Но, говоря о самих сочинениях, прежде всего поздних – «Кольце», «Тристане», «Парсифале», – автор характеризует их в привычных традициях, с позиций «идейной противоречивости», «мистики», «пессимизма». На это противоречие обратила внимание Л. Полякова в своем обзоре русской литературы о Вагнере в статье «Вагнер и Россия»:
В учебнике истории музыки М.С. Друскина, впервые вышедшем в 1963 году, в его небольшой книге о Вагнере (М., 1958), где обстоятельно и глубоко охарактеризованы все произведения композитора как раннего, так и реформаторского периодов (за исключением «Парсифаля»), где удачно введены в обиход понятия «зигфридовского» и «тристановского» начал в творчестве Вагнера, все же очевидны следы той же социологической схемы, которая специально не обсуждается, но подразумевается как нечто общеизвестное и само собой разумеющееся1309.
«Само собой разумеющейся» продолжает оставаться эта позиция и до сих пор, поскольку именно работы Левика и Друскина продолжают выполнять роль основных учебных пособий при изучении Вагнера российскими музыкантами.

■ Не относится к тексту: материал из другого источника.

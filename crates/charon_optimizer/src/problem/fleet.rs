use crate::problem::vehicle::{Vehicle, VehicleIdx};

pub struct Fleet {
    vehicles: Vec<Vehicle>,
}

impl Fleet {
    pub fn new(vehicles: Vec<Vehicle>) -> Self {
        Fleet { vehicles }
    }

    pub fn len(&self) -> usize {
        self.vehicles.len()
    }

    pub fn is_empty(&self) -> bool {
        self.vehicles.is_empty()
    }

    #[inline]
    pub fn vehicles(&self) -> &[Vehicle] {
        &self.vehicles
    }

    #[inline]
    pub fn vehicle(&self, vehicle_id: VehicleIdx) -> &Vehicle {
        &self.vehicles[vehicle_id]
    }

    pub fn iter_ids(&self) -> impl Iterator<Item = VehicleIdx> {
        (0..self.vehicles.len()).map(VehicleIdx::new)
    }
}
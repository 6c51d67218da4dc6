use serde::Serialize;

use crate::{extract::movement::Trip, problem::problem::PickupDeliveryProblem};

/// External presentation of a movement: external identifiers, `H:M` clock
/// strings, and numeric fields rounded to one decimal.
#[derive(Serialize, Debug, Clone)]
pub struct MovementRecord {
    pub origin_id: String,
    pub destination_id: String,
    pub start_time: String,
    pub finish_time: String,
    pub start_load: i64,
    pub finish_load: i64,
    pub request_id: Option<String>,
    pub path: Vec<String>,
    pub path_cost: f64,
    pub travel_time: f64,
    pub travel_distance: f64,
    pub status: String,
}

#[derive(Serialize, Debug, Clone)]
pub struct TripRecord {
    pub vehicle_id: String,
    pub movements: Vec<MovementRecord>,
    pub total_cost: f64,
    pub total_travel_time: f64,
    pub total_distance: f64,
}

#[derive(Serialize, Debug, Clone)]
pub struct RoutingReport {
    pub trips: Vec<TripRecord>,
}

impl RoutingReport {
    /// Pure transformation of extracted trips into the external record
    /// shape; no decisions are made here.
    pub fn assemble(problem: &PickupDeliveryProblem, trips: &[Trip]) -> Self {
        let trips = trips
            .iter()
            .map(|trip| TripRecord {
                vehicle_id: problem.vehicle(trip.vehicle()).external_id().to_owned(),
                movements: trip
                    .movements()
                    .iter()
                    .map(|movement| MovementRecord {
                        origin_id: problem.node_id(movement.origin()).to_owned(),
                        destination_id: problem.node_id(movement.destination()).to_owned(),
                        start_time: movement.start_time().format_clock(),
                        finish_time: movement.finish_time().format_clock(),
                        start_load: movement.start_load().value(),
                        finish_load: movement.finish_load().value(),
                        request_id: movement
                            .request()
                            .map(|request| problem.request(request).external_id().to_owned()),
                        path: movement
                            .path()
                            .iter()
                            .map(|&node| problem.node_id(node).to_owned())
                            .collect(),
                        path_cost: round_one_decimal(movement.path_cost()),
                        travel_time: round_one_decimal(movement.travel_time().value()),
                        travel_distance: round_one_decimal(movement.travel_distance()),
                        status: movement.status().to_owned(),
                    })
                    .collect(),
                total_cost: round_one_decimal(trip.total_cost()),
                total_travel_time: round_one_decimal(trip.total_travel_time().value()),
                total_distance: round_one_decimal(trip.total_distance()),
            })
            .collect();

        RoutingReport { trips }
    }
}

fn round_one_decimal(value: f64) -> f64 {
    (value * 10.0).round() / 10.0
}

#[cfg(test)]
mod tests {
    use super::*;
    use crate::{
        extract::extractor::SolutionExtractor,
        model::builder::RouteModelBuilder,
        solver::{
            exhaustive::ExhaustiveSolver,
            solve::{ModelSolver, SolveContext},
        },
        test_utils,
    };

    #[test]
    fn test_round_one_decimal() {
        assert_eq!(round_one_decimal(10.04), 10.0);
        assert_eq!(round_one_decimal(10.05), 10.1);
        assert_eq!(round_one_decimal(7.0), 7.0);
    }

    #[test]
    fn test_assemble_renders_clock_strings_and_external_ids() {
        let problem = test_utils::junction_problem();
        let model = RouteModelBuilder::new(&problem).build().unwrap();
        let assignment = ExhaustiveSolver
            .solve(&model, &SolveContext::unbounded())
            .unwrap();
        let outcome = SolutionExtractor::new(&problem, &model, &assignment).extract_all();

        let report = RoutingReport::assemble(&problem, outcome.trips());
        assert_eq!(report.trips.len(), 1);

        let trip = &report.trips[0];
        assert_eq!(trip.vehicle_id, "v1");
        assert_eq!(trip.movements.len(), 3);
        assert_eq!(trip.total_cost, 12.0);

        let through_junction = &trip.movements[1];
        assert_eq!(through_junction.path, vec!["P", "J", "E"]);
        assert_eq!(through_junction.start_time, "0:2");
        assert_eq!(through_junction.finish_time, "0:8");
        assert_eq!(through_junction.travel_time, 6.0);
        assert_eq!(through_junction.request_id.as_deref(), Some("r1"));

        let json = serde_json::to_value(trip).unwrap();
        assert_eq!(json["movements"][2]["status"], "Going to Destination Depot D2");
        assert_eq!(json["movements"][2]["request_id"], serde_json::Value::Null);
    }
}
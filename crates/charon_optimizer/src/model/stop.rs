use charon_network::define_index_newtype;
use serde::Serialize;

use crate::problem::request::RequestIdx;

define_index_newtype!(StopIdx, Stop);

/// A visit point of the routing model. Service stops are shared across
/// vehicles; the depot stops resolve to each vehicle's own depot nodes.
#[derive(Serialize, Debug, Clone, Copy, PartialEq, Eq)]
pub enum Stop {
    Pickup(RequestIdx),
    Delivery(RequestIdx),
    StartDepot,
    EndDepot,
}

impl Stop {
    pub fn is_service(&self) -> bool {
        matches!(self, Stop::Pickup(_) | Stop::Delivery(_))
    }

    pub fn is_depot(&self) -> bool {
        !self.is_service()
    }

    pub fn request(&self) -> Option<RequestIdx> {
        match self {
            Stop::Pickup(request) | Stop::Delivery(request) => Some(*request),
            _ => None,
        }
    }
}

/// Dense stop indexing for an instance with `n` requests: pickups occupy
/// `0..n`, deliveries `n..2n`, then the start and end depot stops.
#[derive(Debug, Clone, Copy)]
pub struct StopLayout {
    num_requests: usize,
}

impl StopLayout {
    pub fn new(num_requests: usize) -> Self {
        StopLayout { num_requests }
    }

    pub fn num_requests(&self) -> usize {
        self.num_requests
    }

    pub fn num_stops(&self) -> usize {
        2 * self.num_requests + 2
    }

    pub fn pickup(&self, request: RequestIdx) -> StopIdx {
        StopIdx::new(request.get())
    }

    pub fn delivery(&self, request: RequestIdx) -> StopIdx {
        StopIdx::new(self.num_requests + request.get())
    }

    pub fn start_depot(&self) -> StopIdx {
        StopIdx::new(2 * self.num_requests)
    }

    pub fn end_depot(&self) -> StopIdx {
        StopIdx::new(2 * self.num_requests + 1)
    }

    pub fn stop(&self, index: StopIdx) -> Stop {
        let raw = index.get();
        if raw < self.num_requests {
            Stop::Pickup(RequestIdx::new(raw))
        } else if raw < 2 * self.num_requests {
            Stop::Delivery(RequestIdx::new(raw - self.num_requests))
        } else if raw == 2 * self.num_requests {
            Stop::StartDepot
        } else if raw == 2 * self.num_requests + 1 {
            Stop::EndDepot
        } else {
            panic!("Stop index {raw} out of bounds");
        }
    }

    pub fn stops(&self) -> impl Iterator<Item = StopIdx> + use<> {
        (0..self.num_stops()).map(StopIdx::new)
    }

    pub fn service_stops(&self) -> impl Iterator<Item = StopIdx> {
        (0..2 * self.num_requests).map(StopIdx::new)
    }

    pub fn pickups(&self) -> impl Iterator<Item = StopIdx> {
        (0..self.num_requests).map(StopIdx::new)
    }

    pub fn deliveries(&self) -> impl Iterator<Item = StopIdx> {
        (self.num_requests..2 * self.num_requests).map(StopIdx::new)
    }

    /// Arcs the model admits. Beyond excluding self-loops and arcs that
    /// re-enter the start depot or leave the end depot, a route can never
    /// open with a delivery or close straight after a pickup, so those arcs
    /// are not generated either.
    pub fn is_valid_arc(&self, from: StopIdx, to: StopIdx) -> bool {
        if from == to || to == self.start_depot() || from == self.end_depot() {
            return false;
        }
        if from == self.start_depot() && matches!(self.stop(to), Stop::Delivery(_)) {
            return false;
        }
        if to == self.end_depot() && matches!(self.stop(from), Stop::Pickup(_)) {
            return false;
        }
        true
    }

    pub fn arcs(&self) -> impl Iterator<Item = (StopIdx, StopIdx)> {
        let layout = *self;
        layout.stops().flat_map(move |from| {
            layout
                .stops()
                .filter(move |&to| layout.is_valid_arc(from, to))
                .map(move |to| (from, to))
        })
    }

    pub fn arcs_from(&self, from: StopIdx) -> impl Iterator<Item = StopIdx> {
        let layout = *self;
        layout.stops().filter(move |&to| layout.is_valid_arc(from, to))
    }

    pub fn arcs_into(&self, to: StopIdx) -> impl Iterator<Item = StopIdx> {
        let layout = *self;
        layout
            .stops()
            .filter(move |&from| layout.is_valid_arc(from, to))
    }
}
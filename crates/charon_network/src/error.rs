use thiserror::Error;

#[derive(Error, Debug, Clone, PartialEq, Eq)]
pub enum NetworkError {
    #[error("no path from node {from} to node {to}")]
    NoPath { from: String, to: String },
    #[error("unknown node {id}")]
    UnknownNode { id: String },
    #[error("duplicate node {id}")]
    DuplicateNode { id: String },
    #[error("edge {from} -> {to} must have a positive travel time")]
    NonPositiveTravelTime { from: String, to: String },
    #[error("node {id} is not a travel plan terminal")]
    NotATerminal { id: String },
}
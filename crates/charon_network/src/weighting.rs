use serde::Serialize;

use crate::edge::Edge;

/// Edge attribute used as the weight when searching for shortest paths.
/// Travel time is the default; the remaining attributes are still summed
/// along whichever path wins.
#[derive(Serialize, Debug, Clone, Copy, PartialEq, Eq, Default)]
pub enum EdgeWeighting {
    #[default]
    TravelTime,
    Distance,
    Cost,
}

impl EdgeWeighting {
    pub fn edge_weight(&self, edge: &Edge) -> f64 {
        match self {
            EdgeWeighting::TravelTime => edge.travel_time().value(),
            EdgeWeighting::Distance => edge.distance(),
            EdgeWeighting::Cost => edge.cost(),
        }
    }
}
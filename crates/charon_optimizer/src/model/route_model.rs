use charon_network::{minutes::Minutes, node::NodeIdx};

use crate::{
    model::{
        linear::{Constraint, LinearExpr, VarId},
        stop::{StopIdx, StopLayout},
    },
    problem::{load::Load, time_window::TimeWindow, vehicle::VehicleIdx},
    solver::decision::DecisionAssignment,
};

pub const FEASIBILITY_TOLERANCE: f64 = 1e-6;

/// Decoded meaning of a model variable.
#[derive(Debug, Clone, Copy, PartialEq, Eq)]
pub enum Variable {
    Arc {
        vehicle: VehicleIdx,
        from: StopIdx,
        to: StopIdx,
    },
    ArrivalTime {
        vehicle: VehicleIdx,
        stop: StopIdx,
    },
    Load {
        vehicle: VehicleIdx,
        stop: StopIdx,
    },
}

/// Fully-specified mixed-integer routing model: variable catalog, linear
/// constraints, objective, and the instance tables the constraints were
/// generated from. Built once by `RouteModelBuilder` and never mutated.
pub struct RouteModel {
    pub(crate) layout: StopLayout,
    pub(crate) num_vehicles: usize,
    pub(crate) big_m: f64,
    pub(crate) constraints: Vec<Constraint>,
    pub(crate) objective: LinearExpr,

    /// Node each stop resolves to, per vehicle (`vehicle * num_stops + stop`).
    /// The end-depot slot is `None` for vehicles with an open route.
    pub(crate) stop_nodes: Vec<Option<NodeIdx>>,
    pub(crate) stop_windows: Vec<TimeWindow>,
    pub(crate) service_times: Vec<Minutes>,
    pub(crate) demand_deltas: Vec<Load>,
    /// Stop-to-stop travel minutes, flat `(vehicle * S + from) * S + to`.
    pub(crate) travel_times: Vec<Minutes>,
    pub(crate) arc_costs: Vec<f64>,
    pub(crate) capacities: Vec<Load>,
}

impl RouteModel {
    pub fn layout(&self) -> &StopLayout {
        &self.layout
    }

    pub fn num_vehicles(&self) -> usize {
        self.num_vehicles
    }

    pub fn num_stops(&self) -> usize {
        self.layout.num_stops()
    }

    pub fn big_m(&self) -> f64 {
        self.big_m
    }

    pub fn constraints(&self) -> &[Constraint] {
        &self.constraints
    }

    pub fn objective(&self) -> &LinearExpr {
        &self.objective
    }

    pub fn vehicles(&self) -> impl Iterator<Item = VehicleIdx> {
        (0..self.num_vehicles).map(VehicleIdx::new)
    }

    pub fn num_variables(&self) -> usize {
        let stops = self.num_stops();
        self.num_vehicles * stops * stops + 2 * self.num_vehicles * stops
    }

    pub fn arc_var(&self, vehicle: VehicleIdx, from: StopIdx, to: StopIdx) -> VarId {
        let stops = self.num_stops();
        VarId::new((vehicle.get() * stops + from.get()) * stops + to.get())
    }

    pub fn arrival_var(&self, vehicle: VehicleIdx, stop: StopIdx) -> VarId {
        let stops = self.num_stops();
        let base = self.num_vehicles * stops * stops;
        VarId::new(base + vehicle.get() * stops + stop.get())
    }

    pub fn load_var(&self, vehicle: VehicleIdx, stop: StopIdx) -> VarId {
        let stops = self.num_stops();
        let base = self.num_vehicles * stops * stops + self.num_vehicles * stops;
        VarId::new(base + vehicle.get() * stops + stop.get())
    }

    pub fn variable(&self, var: VarId) -> Variable {
        let stops = self.num_stops();
        let arc_block = self.num_vehicles * stops * stops;
        let arrival_block = arc_block + self.num_vehicles * stops;
        let raw = var.get();

        if raw < arc_block {
            Variable::Arc {
                vehicle: VehicleIdx::new(raw / (stops * stops)),
                from: StopIdx::new(raw / stops % stops),
                to: StopIdx::new(raw % stops),
            }
        } else if raw < arrival_block {
            let raw = raw - arc_block;
            Variable::ArrivalTime {
                vehicle: VehicleIdx::new(raw / stops),
                stop: StopIdx::new(raw % stops),
            }
        } else {
            let raw = raw - arrival_block;
            Variable::Load {
                vehicle: VehicleIdx::new(raw / stops),
                stop: StopIdx::new(raw % stops),
            }
        }
    }

    fn stop_table_index(&self, vehicle: VehicleIdx, stop: StopIdx) -> usize {
        vehicle.get() * self.num_stops() + stop.get()
    }

    fn arc_table_index(&self, vehicle: VehicleIdx, from: StopIdx, to: StopIdx) -> usize {
        let stops = self.num_stops();
        (vehicle.get() * stops + from.get()) * stops + to.get()
    }

    /// Network node a stop resolves to for the given vehicle. `None` only
    /// for the virtual end stop of an open route.
    pub fn stop_node(&self, vehicle: VehicleIdx, stop: StopIdx) -> Option<NodeIdx> {
        self.stop_nodes[self.stop_table_index(vehicle, stop)]
    }

    pub fn window(&self, stop: StopIdx) -> &TimeWindow {
        &self.stop_windows[stop.get()]
    }

    pub fn service_time(&self, stop: StopIdx) -> Minutes {
        self.service_times[stop.get()]
    }

    pub fn demand_delta(&self, stop: StopIdx) -> Load {
        self.demand_deltas[stop.get()]
    }

    pub fn capacity(&self, vehicle: VehicleIdx) -> Load {
        self.capacities[vehicle.get()]
    }

    pub fn travel_time(&self, vehicle: VehicleIdx, from: StopIdx, to: StopIdx) -> Minutes {
        self.travel_times[self.arc_table_index(vehicle, from, to)]
    }

    pub fn arc_cost(&self, vehicle: VehicleIdx, from: StopIdx, to: StopIdx) -> f64 {
        self.arc_costs[self.arc_table_index(vehicle, from, to)]
    }

    pub fn arc_used(
        &self,
        assignment: &DecisionAssignment,
        vehicle: VehicleIdx,
        from: StopIdx,
        to: StopIdx,
    ) -> bool {
        assignment.value(self.arc_var(vehicle, from, to)) > 0.5
    }

    pub fn arrival(
        &self,
        assignment: &DecisionAssignment,
        vehicle: VehicleIdx,
        stop: StopIdx,
    ) -> Minutes {
        Minutes::new(assignment.value(self.arrival_var(vehicle, stop)))
    }

    pub fn load(&self, assignment: &DecisionAssignment, vehicle: VehicleIdx, stop: StopIdx) -> f64 {
        assignment.value(self.load_var(vehicle, stop))
    }

    pub fn objective_value(&self, assignment: &DecisionAssignment) -> f64 {
        self.objective.evaluate(assignment.values())
    }

    /// Labels of all constraints the assignment violates, plus integrality
    /// violations of arc variables. Empty means the assignment is feasible.
    pub fn violations(&self, assignment: &DecisionAssignment) -> Vec<String> {
        let mut violations: Vec<String> = self
            .constraints
            .iter()
            .filter(|constraint| {
                !constraint.is_satisfied(assignment.values(), FEASIBILITY_TOLERANCE)
            })
            .map(|constraint| constraint.label().to_owned())
            .collect();

        for vehicle in self.vehicles() {
            for (from, to) in self.layout.arcs() {
                let value = assignment.value(self.arc_var(vehicle, from, to));
                if (value - value.round()).abs() > FEASIBILITY_TOLERANCE {
                    violations.push(format!("integrality[{vehicle},{from},{to}]"));
                }
            }
        }

        violations
    }
}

И все же робкое возвращение российской культуры к Вагнеру продолжалось. Но осуществлялось оно в виде единичных сборников работ о нем и отдельных статей, издававшихся в 1970 – 1980-х годах. Самому же звучанию музыки Вагнера упорно не находилось места в советской культуре. Полемично прозвучал заголовок рецензии Г. Орджоникидзе на московские гастроли Стокгольмской оперы: «Живая музыка Вагнера»1310. В сущности, оно «от обратного» подтверждало правоту утверждения наблюдателя «извне» – эмигранта Сабанеева, написавшего десятилетием ранее:
И сейчас не слышно, чтобы советская Россия откликалась на юбилеи Вагнера, не слышно, чтобы его вещи вообще исполнялись там: видимо, они не считаются созвучными требуемым настроениям1311.